Nel 73 d. C. la fortezza di Masada – situata non troppo lontano da Gaza – segnò il tragico epilogo della Guerra Giudaica. I Romani cinsero d’assedio la fortezza, nei cui sotterranei si erano asserragliati gli zeloti ebraici in un estremo atto di resistenza. Nel Bellum Judaicum lo storico ebreo Flavio Giuseppe riferisce come il capo degli zeloti – prima che gli assedianti sfondassero le difese – incitò tutti a darsi la morte l’un l’altro. A chi titubava descrisse i tormenti che avrebbero subito se fossero caduti in mano romana; e cercò di consolarli garantendo loro l’immortalità dell’anima. Lo stesso Tito, futuro imperatore e amico dello storico, ebbe un moto di pietà davanti a quel sacrificio di massa.
I cunicoli sotto Gaza sono più estesi di quelli a Masada, ma la storia si ripete: stavolta sono gli ebrei ad assediare e gli zeloti musulmani ad essere assediati sottoterra. Come uscirne senza ulteriore spargimento di sangue? Una parte della risposta può offrirla Hezbollah. Il 12 luglio 2006 alcuni suoi combattenti al confine israelo-libanese uccisero due soldati israeliani e ne catturarono tre. Tsahal reagì bombardando per 34 giorni l’intero Libano, danneggiando gravemente 80 ponti, l’aeroporto, centinaia di strade, fabbriche, case; seminando bombe a grappolo sugli uliveti del sud; colpendo con precisione un edificio a Cana protetto dalla bandiera dell’Onu (60 vittime). Morirono in totale oltre 1000 civili libanesi e 4 caschi blu. Ma fece impressione a fine agosto la sbalorditiva confessione alla tv di Nasrallah, leader di Hezbollah: “Non immaginavamo che la nostra operazione avrebbe scatenato un conflitto di tale violenza. Chiedetemi: se l’11 luglio avessi previsto tutto questo, avrei dato il via libera? Risponderei di no, assolutamente no”. Nasrallah si sentiva in dovere di aprirsi ai libanesi con questa sorprendente confessione, in quanto capo di un partito che era (ed è) in Parlamento e nel Governo.
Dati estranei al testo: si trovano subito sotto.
//! In-memory document store
//!
//! Implements [`DocumentStore`] over process-local maps, with the subset of
//! the remote store's matcher language the application actually uses:
//! equality, `$regex` with `$options: "i"` (literal patterns only), `$in`,
//! `$ne`, and numeric comparisons. Used by tests and by `--dev-mode` runs
//! where no remote store is reachable.

use async_trait::async_trait;
use serde_json::{Map, Value};
use std::collections::HashMap;
use tokio::sync::RwLock;
use uuid::Uuid;

use crate::store::client::{
    DeleteOptions, DeleteResult, DocumentStore, FetchResult, UpsertOptions, UpsertResult,
};
use crate::store::filter::FetchOptions;
use crate::types::Result;

/// Process-local document store.
#[derive(Default)]
pub struct MemoryStore {
    collections: RwLock<HashMap<String, Vec<Value>>>,
}

impl MemoryStore {
    pub fn new() -> Self {
        Self::default()
    }

    /// Number of documents currently held in a collection.
    pub async fn len(&self, collection: &str) -> usize {
        self.collections
            .read()
            .await
            .get(collection)
            .map(|docs| docs.len())
            .unwrap_or(0)
    }
}

fn matches(doc: &Value, filter: &Value) -> bool {
    let Some(conditions) = filter.as_object() else {
        return true;
    };

    conditions
        .iter()
        .all(|(field, cond)| field_matches(doc.get(field), cond))
}

fn field_matches(actual: Option<&Value>, cond: &Value) -> bool {
    match cond {
        Value::Object(ops) if ops.keys().any(|k| k.starts_with('$')) => {
            operators_match(actual, ops)
        }
        literal => actual == Some(literal),
    }
}

fn operators_match(actual: Option<&Value>, ops: &Map<String, Value>) -> bool {
    ops.iter().all(|(op, arg)| match op.as_str() {
        "$regex" => {
            let (Some(Value::String(text)), Some(pattern)) = (actual, arg.as_str()) else {
                return false;
            };
            // Literal patterns only; "i" is the one option the app uses.
            let insensitive = ops
                .get("$options")
                .and_then(Value::as_str)
                .is_some_and(|o| o.contains('i'));
            if insensitive {
                text.to_lowercase().contains(&pattern.to_lowercase())
            } else {
                text.contains(pattern)
            }
        }
        "$options" => true,
        "$eq" => actual == Some(arg),
        "$ne" => actual != Some(arg),
        "$in" => arg
            .as_array()
            .is_some_and(|allowed| actual.is_some_and(|a| allowed.contains(a))),
        "$gt" => compare(actual, arg).is_some_and(|ord| ord.is_gt()),
        "$gte" => compare(actual, arg).is_some_and(|ord| ord.is_ge()),
        "$lt" => compare(actual, arg).is_some_and(|ord| ord.is_lt()),
        "$lte" => compare(actual, arg).is_some_and(|ord| ord.is_le()),
        _ => false,
    })
}

fn compare(actual: Option<&Value>, arg: &Value) -> Option<std::cmp::Ordering> {
    match (actual?, arg) {
        (Value::Number(a), Value::Number(b)) => a.as_f64()?.partial_cmp(&b.as_f64()?),
        (Value::String(a), Value::String(b)) => Some(a.cmp(b)),
        _ => None,
    }
}

fn sort_docs(docs: &mut [Value], sort: &Value) {
    let Some(keys) = sort.as_object() else {
        return;
    };

    docs.sort_by(|a, b| {
        for (field, direction) in keys {
            let ord = compare(a.get(field), b.get(field).unwrap_or(&Value::Null))
                .unwrap_or(std::cmp::Ordering::Equal);
            let ord = if direction.as_i64() == Some(-1) {
                ord.reverse()
            } else {
                ord
            };
            if !ord.is_eq() {
                return ord;
            }
        }
        std::cmp::Ordering::Equal
    });
}

/// Merge `data` fields into `target`, preserving fields `data` omits.
fn merge_into(target: &mut Value, data: &Value) -> bool {
    let (Some(target), Some(data)) = (target.as_object_mut(), data.as_object()) else {
        return false;
    };

    let mut changed = false;
    for (key, value) in data {
        if target.get(key) != Some(value) {
            target.insert(key.clone(), value.clone());
            changed = true;
        }
    }
    changed
}

#[async_trait]
impl DocumentStore for MemoryStore {
    async fn fetch(
        &self,
        collection: &str,
        filter: Value,
        options: FetchOptions,
    ) -> Result<FetchResult> {
        let collections = self.collections.read().await;
        let mut matched: Vec<Value> = collections
            .get(collection)
            .map(|docs| docs.iter().filter(|d| matches(d, &filter)).cloned().collect())
            .unwrap_or_default();

        // projection is not applied; in-memory readers take whole documents
        if let Some(sort) = &options.sort {
            sort_docs(&mut matched, sort);
        }

        // count is the matched total, not the page size
        let count = matched.len() as u64;

        let skip = options.skip.unwrap_or(0).max(0) as usize;
        let mut data: Vec<Value> = matched.into_iter().skip(skip).collect();
        if let Some(limit) = options.limit {
            data.truncate(limit.max(0) as usize);
        }

        Ok(FetchResult {
            status: "success".to_string(),
            code: 200,
            count,
            data,
        })
    }

    async fn upsert(
        &self,
        collection: &str,
        filter: Value,
        data: Value,
        options: UpsertOptions,
    ) -> Result<UpsertResult> {
        let mut collections = self.collections.write().await;
        let docs = collections.entry(collection.to_string()).or_default();

        let mut matched_count = 0u64;
        let mut modified_count = 0u64;

        // Update semantics touch at most one document, like the remote store.
        if let Some(doc) = docs.iter_mut().find(|d| matches(d, &filter)) {
            matched_count = 1;
            let changed = if options.replace_one {
                let replaced = *doc != data;
                *doc = data.clone();
                replaced
            } else {
                merge_into(doc, &data)
            };
            if changed {
                modified_count = 1;
            }
        }

        if matched_count > 0 || !options.upsert {
            return Ok(UpsertResult {
                status: "success".to_string(),
                code: 200,
                matched_count,
                modified_count,
                upserted_id: None,
            });
        }

        // No match: insert, assigning an _id when the document lacks one.
        let mut inserted = data;
        let id = inserted
            .get("_id")
            .and_then(Value::as_str)
            .map(str::to_string)
            .unwrap_or_else(|| {
                let id = Uuid::new_v4().to_string();
                if let Some(obj) = inserted.as_object_mut() {
                    obj.insert("_id".to_string(), Value::String(id.clone()));
                }
                id
            });
        docs.push(inserted);

        Ok(UpsertResult {
            status: "success".to_string(),
            code: 200,
            matched_count: 0,
            modified_count: 0,
            upserted_id: Some(id),
        })
    }

    async fn delete(
        &self,
        collection: &str,
        filter: Value,
        options: DeleteOptions,
    ) -> Result<DeleteResult> {
        let mut collections = self.collections.write().await;
        let docs = collections.entry(collection.to_string()).or_default();

        let mut deleted_count = 0u64;
        docs.retain(|doc| {
            if !matches(doc, &filter) {
                return true;
            }
            if !options.delete_many && deleted_count >= 1 {
                return true;
            }
            deleted_count += 1;
            false
        });

        Ok(DeleteResult {
            status: "success".to_string(),
            code: 200,
            deleted_count,
        })
    }
}

#[cfg(test)]
mod tests {
    use super::*;
    use serde_json::json;

    #[tokio::test]
    async fn fetch_filters_by_equality_and_regex() {
        let store = MemoryStore::new();
        store
            .upsert(
                "members",
                json!({}),
                json!({ "_id": "m1", "firstName": "Somchai", "status": "active" }),
                UpsertOptions::default(),
            )
            .await
            .unwrap();
        store
            .upsert(
                "members",
                json!({}),
                json!({ "_id": "m2", "firstName": "Pranee", "status": "resigned" }),
                UpsertOptions::default(),
            )
            .await
            .unwrap();

        let result = store
            .fetch(
                "members",
                json!({ "firstName": { "$regex": "somchai", "$options": "i" } }),
                FetchOptions::default(),
            )
            .await
            .unwrap();
        assert_eq!(result.count, 1);
        assert_eq!(result.data[0]["_id"], json!("m1"));

        let result = store
            .fetch("members", json!({ "status": "resigned" }), FetchOptions::default())
            .await
            .unwrap();
        assert_eq!(result.count, 1);
        assert_eq!(result.data[0]["_id"], json!("m2"));
    }

    #[tokio::test]
    async fn fetch_count_reflects_matches_beyond_the_page() {
        let store = MemoryStore::new();
        for i in 0..8 {
            store
                .upsert(
                    "loans",
                    json!({}),
                    json!({ "_id": format!("l{}", i), "status": "active" }),
                    UpsertOptions::default(),
                )
                .await
                .unwrap();
        }

        let result = store
            .fetch("loans", json!({ "status": "active" }), FetchOptions::limit(5))
            .await
            .unwrap();
        assert_eq!(result.count, 8);
        assert_eq!(result.data.len(), 5);

        let result = store
            .fetch(
                "loans",
                json!({}),
                FetchOptions {
                    skip: Some(6),
                    limit: Some(5),
                    ..Default::default()
                },
            )
            .await
            .unwrap();
        assert_eq!(result.data.len(), 2);
    }

    #[tokio::test]
    async fn upsert_merges_and_preserves_omitted_fields() {
        let store = MemoryStore::new();
        store
            .upsert(
                "products",
                json!({ "_id": "p1" }),
                json!({ "_id": "p1", "name": "Fertilizer", "createdAt": "2026-01-01T00:00:00Z" }),
                UpsertOptions::default(),
            )
            .await
            .unwrap();

        let result = store
            .upsert(
                "products",
                json!({ "_id": "p1" }),
                json!({ "_id": "p1", "name": "Fertilizer 15-15-15" }),
                UpsertOptions::default(),
            )
            .await
            .unwrap();
        assert_eq!(result.matched_count, 1);
        assert_eq!(result.modified_count, 1);
        assert_eq!(store.len("products").await, 1);

        let fetched = store
            .fetch("products", json!({ "_id": "p1" }), FetchOptions::default())
            .await
            .unwrap();
        assert_eq!(fetched.data[0]["name"], json!("Fertilizer 15-15-15"));
        assert_eq!(fetched.data[0]["createdAt"], json!("2026-01-01T00:00:00Z"));
    }

    #[tokio::test]
    async fn non_upsert_update_does_not_insert() {
        let store = MemoryStore::new();
        let result = store
            .upsert(
                "members",
                json!({ "_id": "missing" }),
                json!({ "status": "active" }),
                UpsertOptions {
                    upsert: false,
                    replace_one: false,
                },
            )
            .await
            .unwrap();
        assert_eq!(result.matched_count, 0);
        assert_eq!(store.len("members").await, 0);
    }

    #[tokio::test]
    async fn delete_one_removes_at_most_one() {
        let store = MemoryStore::new();
        for i in 0..3 {
            store
                .upsert(
                    "sales",
                    json!({}),
                    json!({ "_id": format!("s{}", i), "status": "pending" }),
                    UpsertOptions::default(),
                )
                .await
                .unwrap();
        }

        let result = store
            .delete("sales", json!({ "status": "pending" }), DeleteOptions::default())
            .await
            .unwrap();
        assert_eq!(result.deleted_count, 1);
        assert_eq!(store.len("sales").await, 2);

        let result = store
            .delete(
                "sales",
                json!({ "status": "pending" }),
                DeleteOptions { delete_many: true },
            )
            .await
            .unwrap();
        assert_eq!(result.deleted_count, 2);
        assert_eq!(store.len("sales").await, 0);
    }

    #[tokio::test]
    async fn sort_orders_by_direction() {
        let store = MemoryStore::new();
        for (id, balance) in [("a", 50), ("b", 150), ("c", 100)] {
            store
                .upsert(
                    "deposit_accounts",
                    json!({}),
                    json!({ "_id": id, "balance": balance }),
                    UpsertOptions::default(),
                )
                .await
                .unwrap();
        }

        let result = store
            .fetch(
                "deposit_accounts",
                json!({}),
                FetchOptions::default().with_sort(json!({ "balance": -1 })),
            )
            .await
            .unwrap();
        let ids: Vec<_> = result.data.iter().map(|d| d["_id"].clone()).collect();
        assert_eq!(ids, vec![json!("b"), json!("c"), json!("a")]);
    }
}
Ma c’è un’ulteriore spiegazione. Trovandomi sul posto e conoscendo Nasrallah di persona, mi fu agevole capire il perché del suo stupore (degno del bambino che nel film di Truffaut esclama “Se lo sapevi, non avrei venuto”). Tra Hezbollah e Tsahal, infatti, vigeva una tacita intesa, sempre rispettata: ad ogni tua azione bellica risponderò a tono, ma senza alzare il livello dello scontro oltremisura. Nel 2006, invece, Israele ruppe l’intesa reagendo con violenza assolutamente sproporzionata. Da allora Hezbollah decise di dotarsi di armamenti ben più sofisticati, che ora sono stipati nelle forre profonde della valle del Litani, dove solo una bomba atomica potrebbe eliminarli.
Nell’attuale conflitto di Gaza Hezbollah non vuole entrare; si limita a tenere occupate forze di Tsahal al nord per alleggerire il peso dell’assedio a sud. Ma a Hamas potrebbe offrire un consiglio. Il 7 ottobre Hamas ha dato libero sfogo ai peggiori istinti di alcuni suoi combattenti, che hanno violato i tassativi divieti coranici di uccidere donne e bambini, e dissacrarne i corpi. Se Hamas recepisse il consiglio condannando apertamente quei crimini di guerra, mostrerebbe al mondo di saper fare significativi passi avanti verso la umanizzazione del conflitto. In palese contrasto con la spietatezza degli assedianti.